Das Wasser unter der Stadt

Bad Cannstatt sitzt auf dem zweitgrößten Mineralwasservorkommen Europas. Man sieht es nicht – bis jemand zeigt, worauf man schauen muss.

An der Mombachquelle steigen Gasbläschen auf. Es ist die einzige Quelle, die noch offen zutage tritt, und der direkteste Beweis dafür, dass unter dieser Stadt etwas passiert.

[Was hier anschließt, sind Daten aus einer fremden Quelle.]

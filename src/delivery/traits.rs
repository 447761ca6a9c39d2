//! Trait abstraction for message delivery to enable mocking in tests

use super::SendError;
use crate::state::ContactMessage;
use async_trait::async_trait;
use std::sync::Arc;

/// Delivers a validated contact message somewhere
#[cfg_attr(test, mockall::automock)]
#[async_trait]
pub trait MessageSender: Send + Sync {
    /// Send one message. Resolves once delivery succeeded or failed.
    async fn send(&self, message: &ContactMessage) -> Result<(), SendError>;
}

#[async_trait]
impl<T: MessageSender + ?Sized> MessageSender for Arc<T> {
    async fn send(&self, message: &ContactMessage) -> Result<(), SendError> {
        (**self).send(message).await
    }
}
//! Contact form state and the snapshot handed to senders

use super::field::FormField;
use super::validation::{self, ContactField, ErrorMap};
use serde::{Deserialize, Serialize};

/// The three user-editable contact form fields
#[derive(Debug, Clone, PartialEq, Eq)]
pub struct ContactForm {
    pub name: FormField,
    pub email: FormField,
    pub message: FormField,
}

impl ContactForm {
    pub fn new() -> Self {
        Self {
            name: FormField::text("name", "Name", "Your name", false),
            email: FormField::text("email", "Email", "you@example.com", false),
            message: FormField::text("message", "Message", "Tell me about your project...", true),
        }
    }

    pub fn field(&self, field: ContactField) -> &FormField {
        match field {
            ContactField::Name => &self.name,
            ContactField::Email => &self.email,
            ContactField::Message => &self.message,
        }
    }

    pub fn field_mut(&mut self, field: ContactField) -> &mut FormField {
        match field {
            ContactField::Name => &mut self.name,
            ContactField::Email => &mut self.email,
            ContactField::Message => &mut self.message,
        }
    }

    /// Overwrite one field's value
    pub fn set(&mut self, field: ContactField, value: String) {
        self.field_mut(field).set_text(value);
    }

    /// Reset every field to the empty string
    pub fn clear(&mut self) {
        for field in ContactField::ALL {
            self.field_mut(field).clear();
        }
    }

    pub fn is_blank(&self) -> bool {
        ContactField::ALL
            .iter()
            .all(|f| self.field(*f).as_text().is_empty())
    }

    pub fn validate(&self) -> ErrorMap {
        validation::validate(
            self.name.as_text(),
            self.email.as_text(),
            self.message.as_text(),
        )
    }

    /// Copy the current values out for delivery
    pub fn snapshot(&self) -> ContactMessage {
        ContactMessage {
            name: self.name.as_text().to_string(),
            email: self.email.as_text().to_string(),
            message: self.message.as_text().to_string(),
        }
    }
}

impl Default for ContactForm {
    fn default() -> Self {
        Self::new()
    }
}

/// Values of a submitted contact form
#[derive(Debug, Clone, Default, PartialEq, Eq, Serialize, Deserialize)]
pub struct ContactMessage {
    pub name: String,
    pub email: String,
    pub message: String,
}

#[cfg(test)]
mod tests {
    use super::*;
    use crate::state::FieldError;
    use pretty_assertions::assert_eq;

    fn filled_form() -> ContactForm {
        let mut form = ContactForm::new();
        form.set(ContactField::Name, "Ana".to_string());
        form.set(ContactField::Email, "ana@x.com".to_string());
        form.set(ContactField::Message, "Hello there, nice site!".to_string());
        form
    }

    #[test]
    fn test_new_form_is_blank() {
        let form = ContactForm::new();
        assert!(form.is_blank());
        assert!(form.message.is_multiline);
        assert!(!form.name.is_multiline);
    }

    #[test]
    fn test_set_targets_one_field() {
        let mut form = ContactForm::new();
        form.set(ContactField::Email, "ana@x.com".to_string());
        assert_eq!(form.email.as_text(), "ana@x.com");
        assert_eq!(form.name.as_text(), "");
        assert_eq!(form.message.as_text(), "");
    }

    #[test]
    fn test_snapshot_copies_raw_values() {
        let mut form = filled_form();
        form.set(ContactField::Name, "  Ana  ".to_string());
        assert_eq!(
            form.snapshot(),
            ContactMessage {
                name: "  Ana  ".to_string(),
                email: "ana@x.com".to_string(),
                message: "Hello there, nice site!".to_string(),
            }
        );
    }

    #[test]
    fn test_clear_resets_all_fields() {
        let mut form = filled_form();
        form.clear();
        assert!(form.is_blank());
        assert_eq!(form.snapshot(), ContactMessage::default());
    }

    #[test]
    fn test_validate_reads_current_values() {
        let mut form = filled_form();
        assert!(form.validate().is_empty());

        form.set(ContactField::Message, "short".to_string());
        let errors = form.validate();
        assert_eq!(errors.len(), 1);
        assert_eq!(errors.get(ContactField::Message), Some(FieldError::MessageTooShort));
    }

    #[test]
    fn test_contact_message_serializes_field_names() {
        let json = serde_json::to_value(filled_form().snapshot()).unwrap();
        assert_eq!(json["name"], "Ana");
        assert_eq!(json["email"], "ana@x.com");
        assert_eq!(json["message"], "Hello there, nice site!");
    }
}
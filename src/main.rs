//! Folio Contact - terminal contact form for the WebCreator portfolio
//!
//! A Ratatui-based TUI that validates a three-field contact form and
//! hands valid messages to a configurable delivery backend.

mod app;
mod config;
mod contact;
mod delivery;
mod platform;
mod state;
mod ui;

use anyhow::Result;
use app::App;
use config::AppConfig;
use crossterm::{
    event::{self, Event, KeyEventKind},
    execute,
    terminal::{disable_raw_mode, enable_raw_mode, EnterAlternateScreen, LeaveAlternateScreen},
};
use ratatui::{backend::CrosstermBackend, Terminal};
use std::io;
use std::path::Path;
use std::time::Duration;
use tracing_appender::non_blocking::{NonBlocking, WorkerGuard};
use tracing_appender::rolling::{RollingFileAppender, Rotation};
use tracing_subscriber::{layer::SubscriberExt, util::SubscriberInitExt};

/// Redraw interval (~60fps) so the busy spinner animates
const FRAME_INTERVAL: Duration = Duration::from_millis(16);

const LOG_FILE_NAME: &str = "folio-contact.log";

/// Single, never-rotated log file in `dir`, created along with `dir` if needed
fn log_file_appender(dir: &Path) -> Option<RollingFileAppender> {
    RollingFileAppender::builder()
        .rotation(Rotation::NEVER)
        .filename_prefix(LOG_FILE_NAME)
        .build(dir)
        .ok()
}

/// Send logs to a file in the data dir; the terminal is owned by the UI.
///
/// The returned guard flushes buffered lines when dropped and must live
/// until the program exits.
fn log_writer() -> (NonBlocking, WorkerGuard) {
    match AppConfig::log_dir().and_then(|dir| log_file_appender(&dir)) {
        Some(appender) => tracing_appender::non_blocking(appender),
        None => tracing_appender::non_blocking(io::stderr()),
    }
}

#[tokio::main]
async fn main() -> Result<()> {
    // Initialize logging
    let (writer, log_guard) = log_writer();
    tracing_subscriber::registry()
        .with(
            tracing_subscriber::EnvFilter::try_from_default_env()
                .unwrap_or_else(|_| "folio_contact=info".into()),
        )
        .with(
            tracing_subscriber::fmt::layer()
                .with_ansi(false)
                .with_writer(writer),
        )
        .init();

    let config = AppConfig::load()?;
    let mut app = App::new(&config)?;

    // Setup terminal
    enable_raw_mode()?;
    let mut stdout = io::stdout();
    execute!(stdout, EnterAlternateScreen)?;
    let backend = CrosstermBackend::new(stdout);
    let mut terminal = Terminal::new(backend)?;

    let result = run_app(&mut terminal, &mut app).await;

    // Restore terminal
    disable_raw_mode()?;
    execute!(terminal.backend_mut(), LeaveAlternateScreen)?;
    terminal.show_cursor()?;

    // Handle any errors
    if let Err(err) = result {
        tracing::error!(error = %err, "Terminal loop failed");
        drop(log_guard);
        eprintln!("Error: {err:?}");
        std::process::exit(1);
    }

    Ok(())
}

async fn run_app<B: ratatui::backend::Backend>(
    terminal: &mut Terminal<B>,
    app: &mut App,
) -> Result<()> {
    loop {
        app.tick();

        // Settle a finished send before drawing so the status is current
        app.poll_submission().await;

        // Draw the UI
        terminal.draw(|frame| ui::draw(frame, app))?;

        // Handle crossterm events
        if event::poll(FRAME_INTERVAL)? {
            if let Event::Key(key) = event::read()? {
                if key.kind == KeyEventKind::Press {
                    app.handle_key(key);
                }
            }
        }

        // Check if app wants to quit
        if app.should_quit() {
            if app.has_pending_send() {
                tracing::warn!("Quitting with a send still in flight");
            } else if !app.controller.form().is_blank() {
                tracing::info!("Quitting with an unsent draft");
            }
            return Ok(());
        }
    }
}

Dann fällt einem der Travertin auf, der Stein, den dieses Wasser über Jahrtausende abgelagert hat. Er steckt in den Fassaden halb Cannstatts, und wenn man ihn einmal erkannt hat, sieht man ihn überall.

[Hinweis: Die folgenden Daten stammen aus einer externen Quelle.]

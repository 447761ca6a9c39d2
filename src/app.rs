//! Application state and core logic

use crate::config::AppConfig;
use crate::contact::{Blocked, FormController, SubmitOutcome};
use crate::delivery::{MessageSender, SendError};
use crate::state::{AppState, ContactField, Focus, ToastQueue};
use anyhow::Result;
use crossterm::event::{KeyCode, KeyEvent, KeyModifiers};
use std::sync::Arc;
use std::time::{Duration, Instant};
use tokio::task::JoinHandle;

/// Form controller as wired in the running application
pub type Controller = FormController<Arc<dyn MessageSender>, ToastQueue>;

/// Main application struct
pub struct App {
    /// Presentation state (focus, animation frame, profile)
    pub state: AppState,
    /// Owner of the form record, its errors and submission status
    pub controller: Controller,
    /// Send started by the last accepted submit, until it settles
    pending: Option<JoinHandle<Result<(), SendError>>>,
    /// Whether the app should quit
    quit: bool,
}

impl App {
    /// Create a new App from user configuration
    pub fn new(config: &AppConfig) -> Result<Self> {
        let sender = config.build_sender()?;
        Ok(Self::with_sender(
            sender,
            AppState::new(config.profile()),
            config.toast_duration(),
        ))
    }

    pub fn with_sender(
        sender: Arc<dyn MessageSender>,
        state: AppState,
        toast_ttl: Duration,
    ) -> Self {
        Self {
            state,
            controller: FormController::new(sender, ToastQueue::new(toast_ttl)),
            pending: None,
            quit: false,
        }
    }

    /// Check if app should quit
    pub fn should_quit(&self) -> bool {
        self.quit
    }

    /// Whether a spawned send has not been settled yet
    pub fn has_pending_send(&self) -> bool {
        self.pending.is_some()
    }

    /// Advance animations and expire old notifications
    pub fn tick(&mut self) {
        self.state.tick();
        self.controller.notifier_mut().prune(Instant::now());
    }

    /// Handle a key event
    pub fn handle_key(&mut self, key: KeyEvent) {
        // Global quit
        if key.code == KeyCode::Char('c') && key.modifiers.contains(KeyModifiers::CONTROL) {
            self.quit = true;
            return;
        }

        // Submit from anywhere (Ctrl+S)
        if key.code == KeyCode::Char('s') && key.modifiers.contains(KeyModifiers::CONTROL) {
            self.submit();
            return;
        }

        match key.code {
            KeyCode::Esc => {
                self.controller.notifier_mut().dismiss();
            }
            KeyCode::Tab => self.state.next_focus(),
            KeyCode::BackTab => self.state.prev_focus(),
            KeyCode::Enter => self.activate(),
            KeyCode::Backspace => {
                if let Some(field) = self.editable_field() {
                    let next = self.controller.form().field(field).without_last_char();
                    self.controller.edit(field, next);
                }
            }
            KeyCode::Char(c)
                if !key
                    .modifiers
                    .intersects(KeyModifiers::CONTROL | KeyModifiers::ALT) =>
            {
                self.input_char(c);
            }
            _ => {}
        }
    }

    /// Focused field, unless a send is in flight.
    ///
    /// The form is cleared when a send succeeds, so keystrokes made after
    /// the snapshot was taken would be lost without being sent.
    fn editable_field(&self) -> Option<ContactField> {
        if self.controller.status().is_busy() {
            return None;
        }
        self.state.focus.field()
    }

    fn input_char(&mut self, c: char) {
        if let Some(field) = self.editable_field() {
            let next = self.controller.form().field(field).with_char(c);
            self.controller.edit(field, next);
        }
    }

    /// Enter on the focused element
    fn activate(&mut self) {
        match self.state.focus {
            Focus::Field(ContactField::Message) => self.input_char('\n'),
            Focus::Field(_) => self.state.next_focus(),
            Focus::Submit => self.submit(),
            Focus::Social(link) => self.controller.notify_unimplemented(link.label()),
        }
    }

    /// Validate and, if the form is valid, start the send in the background
    pub fn submit(&mut self) {
        // The submit button is disabled while a send is in flight
        if self.pending.is_some() {
            return;
        }

        match self.controller.begin_submit() {
            Ok(message) => {
                let sender = Arc::clone(self.controller.sender());
                self.pending = Some(tokio::spawn(async move { sender.send(&message).await }));
            }
            Err(Blocked::InFlight) => tracing::debug!("Submit ignored, send in flight"),
            Err(Blocked::Invalid) => {}
        }
    }

    /// Settle the in-flight send once it has finished.
    ///
    /// Returns true if a send was settled.
    pub async fn poll_submission(&mut self) -> bool {
        let finished = self
            .pending
            .as_ref()
            .map(|handle| handle.is_finished())
            .unwrap_or(false);
        if !finished {
            return false;
        }

        let Some(handle) = self.pending.take() else {
            return false;
        };
        let result = match handle.await {
            Ok(result) => result,
            Err(join_err) => {
                tracing::error!(error = %join_err, "Send task did not complete");
                Err(SendError::Aborted(join_err.to_string()))
            }
        };
        // Start the next message from the top
        if let Some(SubmitOutcome::Sent) = self.controller.settle(result) {
            self.state.focus = Focus::Field(ContactField::Name);
        }
        true
    }
}

#[cfg(test)]
mod tests {
    use super::*;
    use crate::contact::{Severity, SubmissionStatus};
    use crate::delivery::MockMessageSender;
    use crate::state::SocialLink;
    use pretty_assertions::assert_eq;

    fn app_with(sender: MockMessageSender) -> App {
        App::with_sender(
            Arc::new(sender),
            AppState::default(),
            Duration::from_secs(5),
        )
    }

    fn key(code: KeyCode) -> KeyEvent {
        KeyEvent::new(code, KeyModifiers::NONE)
    }

    fn ctrl(c: char) -> KeyEvent {
        KeyEvent::new(KeyCode::Char(c), KeyModifiers::CONTROL)
    }

    fn type_text(app: &mut App, text: &str) {
        for c in text.chars() {
            app.handle_key(key(KeyCode::Char(c)));
        }
    }

    fn fill_valid(app: &mut App) {
        type_text(app, "Ana");
        app.handle_key(key(KeyCode::Tab));
        type_text(app, "ana@x.com");
        app.handle_key(key(KeyCode::Tab));
        type_text(app, "Hello there, nice site!");
    }

    async fn settle(app: &mut App) {
        while app.has_pending_send() {
            tokio::task::yield_now().await;
            app.poll_submission().await;
        }
    }

    mod input {
        use super::*;
        use pretty_assertions::assert_eq;

        #[test]
        fn test_typing_edits_focused_field() {
            let mut app = app_with(MockMessageSender::new());
            type_text(&mut app, "Ana");
            assert_eq!(app.controller.form().name.as_text(), "Ana");
            assert_eq!(app.controller.form().email.as_text(), "");
        }

        #[test]
        fn test_backspace_removes_last_char() {
            let mut app = app_with(MockMessageSender::new());
            type_text(&mut app, "Anaa");
            app.handle_key(key(KeyCode::Backspace));
            assert_eq!(app.controller.form().name.as_text(), "Ana");
        }

        #[test]
        fn test_enter_in_single_line_field_moves_focus() {
            let mut app = app_with(MockMessageSender::new());
            app.handle_key(key(KeyCode::Enter));
            assert_eq!(app.state.focus, Focus::Field(ContactField::Email));
        }

        #[test]
        fn test_enter_in_message_inserts_newline() {
            let mut app = app_with(MockMessageSender::new());
            app.state.focus = Focus::Field(ContactField::Message);
            type_text(&mut app, "Hi");
            app.handle_key(key(KeyCode::Enter));
            type_text(&mut app, "there");
            assert_eq!(app.controller.form().message.as_text(), "Hi\nthere");
        }

        #[test]
        fn test_ctrl_chars_are_not_typed() {
            let mut app = app_with(MockMessageSender::new());
            app.handle_key(ctrl('x'));
            assert_eq!(app.controller.form().name.as_text(), "");
        }

        #[test]
        fn test_typing_on_button_is_ignored() {
            let mut app = app_with(MockMessageSender::new());
            app.state.focus = Focus::Submit;
            type_text(&mut app, "abc");
            assert!(app.controller.form().is_blank());
        }

        #[test]
        fn test_ctrl_c_quits() {
            let mut app = app_with(MockMessageSender::new());
            assert!(!app.should_quit());
            app.handle_key(ctrl('c'));
            assert!(app.should_quit());
        }
    }

    mod submission {
        use super::*;
        use pretty_assertions::assert_eq;

        #[tokio::test]
        async fn test_invalid_submit_does_not_spawn() {
            let mut sender = MockMessageSender::new();
            sender.expect_send().times(0);
            let mut app = app_with(sender);

            app.handle_key(ctrl('s'));

            assert!(!app.has_pending_send());
            assert_eq!(app.controller.status(), SubmissionStatus::Idle);
            assert_eq!(app.controller.errors().len(), 3);
            let toast = app.controller.notifier().latest().unwrap();
            assert_eq!(toast.notification.severity, Severity::Error);
        }

        #[tokio::test]
        async fn test_successful_submit_clears_form() {
            let mut sender = MockMessageSender::new();
            sender
                .expect_send()
                .withf(|m| m.email == "ana@x.com")
                .times(1)
                .returning(|_| Ok(()));
            let mut app = app_with(sender);
            fill_valid(&mut app);

            app.handle_key(ctrl('s'));
            assert_eq!(app.controller.status(), SubmissionStatus::Submitting);

            settle(&mut app).await;

            assert_eq!(app.controller.status(), SubmissionStatus::Succeeded);
            assert!(app.controller.form().is_blank());
            assert_eq!(app.state.focus, Focus::Field(ContactField::Name));
            let toast = app.controller.notifier().latest().unwrap();
            assert_eq!(toast.notification.severity, Severity::Success);
        }

        #[tokio::test]
        async fn test_failed_submit_keeps_input() {
            let mut sender = MockMessageSender::new();
            sender
                .expect_send()
                .times(1)
                .returning(|_| Err(SendError::Rejected("down".to_string())));
            let mut app = app_with(sender);
            fill_valid(&mut app);

            app.state.focus = Focus::Submit;
            app.handle_key(key(KeyCode::Enter));
            settle(&mut app).await;

            assert_eq!(app.controller.status(), SubmissionStatus::Failed);
            assert_eq!(app.controller.form().name.as_text(), "Ana");
            assert_eq!(
                app.controller.form().message.as_text(),
                "Hello there, nice site!"
            );
        }

        #[tokio::test]
        async fn test_double_submit_sends_once() {
            let mut sender = MockMessageSender::new();
            sender.expect_send().times(1).returning(|_| Ok(()));
            let mut app = app_with(sender);
            fill_valid(&mut app);

            app.handle_key(ctrl('s'));
            app.handle_key(ctrl('s'));
            settle(&mut app).await;

            assert_eq!(app.controller.status(), SubmissionStatus::Succeeded);
        }

        #[tokio::test]
        async fn test_edits_are_ignored_while_sending() {
            let mut sender = MockMessageSender::new();
            sender
                .expect_send()
                .withf(|m| m.message == "Hello there, nice site!")
                .times(1)
                .returning(|_| Ok(()));
            let mut app = app_with(sender);
            fill_valid(&mut app);

            app.handle_key(ctrl('s'));
            type_text(&mut app, " And more");
            app.handle_key(key(KeyCode::Backspace));
            assert_eq!(
                app.controller.form().message.as_text(),
                "Hello there, nice site!"
            );

            settle(&mut app).await;
            assert_eq!(app.controller.status(), SubmissionStatus::Succeeded);

            type_text(&mut app, "Bo");
            assert_eq!(app.controller.form().name.as_text(), "Bo");
            assert_eq!(app.controller.status(), SubmissionStatus::Idle);
        }

        #[tokio::test]
        async fn test_poll_without_pending_send() {
            let mut app = app_with(MockMessageSender::new());
            assert!(!app.poll_submission().await);
        }
    }

    #[test]
    fn test_social_button_shows_placeholder() {
        let mut app = app_with(MockMessageSender::new());
        app.state.focus = Focus::Social(SocialLink::LinkedIn);
        app.handle_key(key(KeyCode::Enter));

        let toast = app.controller.notifier().latest().unwrap();
        assert_eq!(toast.notification.title, "LinkedIn");
        assert_eq!(toast.notification.severity, Severity::Info);
    }

    #[test]
    fn test_esc_dismisses_toast() {
        let mut app = app_with(MockMessageSender::new());
        app.state.focus = Focus::Social(SocialLink::GitHub);
        app.handle_key(key(KeyCode::Enter));
        assert_eq!(app.controller.notifier().len(), 1);

        app.handle_key(key(KeyCode::Esc));
        assert!(app.controller.notifier().is_empty());
    }

    #[test]
    fn test_tick_advances_frame() {
        let mut app = app_with(MockMessageSender::new());
        app.tick();
        app.tick();
        assert_eq!(app.state.frame, 2);
    }
}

Und dann versteht man das Kurhaus. Cannstatt war eine der großen Kuradressen – dazu gehörte auch die Wilhelma. Die Tiere dort leben zum Teil bis heute in natürlich warmem Mineralwasser. Deshalb stehen die Flamingos im Winter draußen, was in unseren Breiten sonst nicht funktioniert.

Am schönsten ist aber der ganz gewöhnliche Moment: An den Mineralbrunnen füllen Stuttgarter ihre Kanister und Flaschen ab, jeden Tag, wie selbstverständlich. Drei Mineralbäder und über zehn Brunnen gibt es. Und man darf probieren – schmecken ist der Teil, an den sich die Leute hinterher erinnern.

Praktisch: Dieser Bummel kommt mit wenig Steigung aus. Wenn in Ihrer Gruppe jemand nicht mehr gut zu Fuß ist, ist das die naheliegende Richtung.